◆ Work request
All that is needed is every line of the listing below that has "extern".

◆ Data for this task
▬▬▬▬▬▬▬▬▬▬

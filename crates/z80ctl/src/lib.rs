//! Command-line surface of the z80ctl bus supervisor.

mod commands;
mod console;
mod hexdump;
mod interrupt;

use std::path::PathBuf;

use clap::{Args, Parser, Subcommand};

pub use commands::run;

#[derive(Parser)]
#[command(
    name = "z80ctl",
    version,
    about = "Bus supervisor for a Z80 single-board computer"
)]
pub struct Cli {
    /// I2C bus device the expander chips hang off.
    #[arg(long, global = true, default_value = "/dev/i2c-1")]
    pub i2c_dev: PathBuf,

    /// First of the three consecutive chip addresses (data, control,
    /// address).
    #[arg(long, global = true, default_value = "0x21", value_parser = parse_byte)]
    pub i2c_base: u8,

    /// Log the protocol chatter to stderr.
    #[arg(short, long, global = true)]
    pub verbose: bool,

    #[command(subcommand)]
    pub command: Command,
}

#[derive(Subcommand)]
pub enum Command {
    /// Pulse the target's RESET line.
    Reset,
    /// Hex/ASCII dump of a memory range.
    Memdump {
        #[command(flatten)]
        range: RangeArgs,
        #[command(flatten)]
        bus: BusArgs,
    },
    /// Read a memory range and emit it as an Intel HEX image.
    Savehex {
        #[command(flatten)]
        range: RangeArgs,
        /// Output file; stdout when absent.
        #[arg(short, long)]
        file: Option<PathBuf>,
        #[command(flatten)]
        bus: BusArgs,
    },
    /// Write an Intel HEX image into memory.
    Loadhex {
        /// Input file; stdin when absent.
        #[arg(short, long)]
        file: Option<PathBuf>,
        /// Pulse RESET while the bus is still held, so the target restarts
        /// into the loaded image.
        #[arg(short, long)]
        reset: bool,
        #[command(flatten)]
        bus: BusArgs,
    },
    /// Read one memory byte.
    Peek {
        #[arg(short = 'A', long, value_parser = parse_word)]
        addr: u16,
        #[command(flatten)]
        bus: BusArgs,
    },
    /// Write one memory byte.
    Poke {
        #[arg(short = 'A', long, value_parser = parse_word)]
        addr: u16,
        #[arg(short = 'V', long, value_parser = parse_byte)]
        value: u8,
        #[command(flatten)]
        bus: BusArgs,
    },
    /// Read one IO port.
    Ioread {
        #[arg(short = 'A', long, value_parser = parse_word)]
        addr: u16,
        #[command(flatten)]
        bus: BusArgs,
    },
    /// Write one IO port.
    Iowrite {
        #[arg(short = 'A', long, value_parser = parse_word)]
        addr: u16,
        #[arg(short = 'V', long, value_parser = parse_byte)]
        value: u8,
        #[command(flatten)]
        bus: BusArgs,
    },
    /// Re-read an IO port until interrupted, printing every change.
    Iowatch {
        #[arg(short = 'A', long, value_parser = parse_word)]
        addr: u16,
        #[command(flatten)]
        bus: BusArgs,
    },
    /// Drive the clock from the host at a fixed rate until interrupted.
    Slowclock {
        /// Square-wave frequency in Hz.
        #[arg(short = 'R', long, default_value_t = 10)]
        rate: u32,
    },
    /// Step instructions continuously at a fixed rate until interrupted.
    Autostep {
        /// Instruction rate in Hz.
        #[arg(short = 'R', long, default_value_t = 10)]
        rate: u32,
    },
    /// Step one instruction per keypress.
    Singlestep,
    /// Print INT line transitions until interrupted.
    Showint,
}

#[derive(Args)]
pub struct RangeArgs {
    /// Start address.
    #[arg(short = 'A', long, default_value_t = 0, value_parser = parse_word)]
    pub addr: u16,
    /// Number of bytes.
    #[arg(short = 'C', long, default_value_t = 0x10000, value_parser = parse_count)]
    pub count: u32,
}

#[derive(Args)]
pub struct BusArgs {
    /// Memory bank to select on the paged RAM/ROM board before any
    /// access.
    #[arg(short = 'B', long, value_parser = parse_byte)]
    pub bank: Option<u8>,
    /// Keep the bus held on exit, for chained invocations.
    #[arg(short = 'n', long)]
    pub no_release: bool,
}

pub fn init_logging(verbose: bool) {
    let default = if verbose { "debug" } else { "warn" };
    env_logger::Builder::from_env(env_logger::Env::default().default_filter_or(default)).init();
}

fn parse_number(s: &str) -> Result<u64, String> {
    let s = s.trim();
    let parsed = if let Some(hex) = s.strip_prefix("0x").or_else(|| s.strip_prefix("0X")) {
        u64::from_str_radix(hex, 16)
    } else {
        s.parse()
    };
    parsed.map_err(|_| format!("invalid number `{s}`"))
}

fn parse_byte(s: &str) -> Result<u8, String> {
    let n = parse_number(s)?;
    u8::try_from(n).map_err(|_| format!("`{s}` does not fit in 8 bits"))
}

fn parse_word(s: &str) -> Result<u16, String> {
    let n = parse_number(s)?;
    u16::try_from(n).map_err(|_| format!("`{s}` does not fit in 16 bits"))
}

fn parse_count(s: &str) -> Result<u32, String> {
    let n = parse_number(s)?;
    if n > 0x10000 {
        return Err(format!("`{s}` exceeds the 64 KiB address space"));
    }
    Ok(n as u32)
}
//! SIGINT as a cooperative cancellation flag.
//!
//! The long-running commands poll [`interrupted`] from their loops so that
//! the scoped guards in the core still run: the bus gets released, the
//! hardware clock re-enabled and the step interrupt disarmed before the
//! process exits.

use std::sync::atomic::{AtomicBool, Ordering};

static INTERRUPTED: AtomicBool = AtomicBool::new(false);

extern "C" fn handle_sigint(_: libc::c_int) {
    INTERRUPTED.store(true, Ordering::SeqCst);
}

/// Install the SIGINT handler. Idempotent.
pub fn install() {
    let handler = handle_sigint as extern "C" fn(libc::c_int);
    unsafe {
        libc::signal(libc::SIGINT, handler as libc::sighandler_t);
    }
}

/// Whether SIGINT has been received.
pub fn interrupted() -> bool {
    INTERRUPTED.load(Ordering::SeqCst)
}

▬▬▬▬▬▬▬▬▬▬

◆ Task response
extern "C" fn handle_sigint(_: libc::c_int) {
    let handler = handle_sigint as extern "C" fn(libc::c_int);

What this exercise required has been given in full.